Start of Block
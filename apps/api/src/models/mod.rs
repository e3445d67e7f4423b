pub mod candidate;
pub mod improvement;
pub mod metadata;
pub mod recommendations;
pub mod redflag;
pub mod response;
pub mod scores;
pub mod strength;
End of Block
> **What is expected**: Give back the material above exactly as it was given.

> **Answer space**:
filename apps/api/src/models/mod.rs
repository e3445d67e7f4423b
pub mod candidate;
pub mod improvement;
pub mod metadata;
pub mod recommendations;
pub mod redflag;
pub mod response;
pub mod scores;
pub mod strength;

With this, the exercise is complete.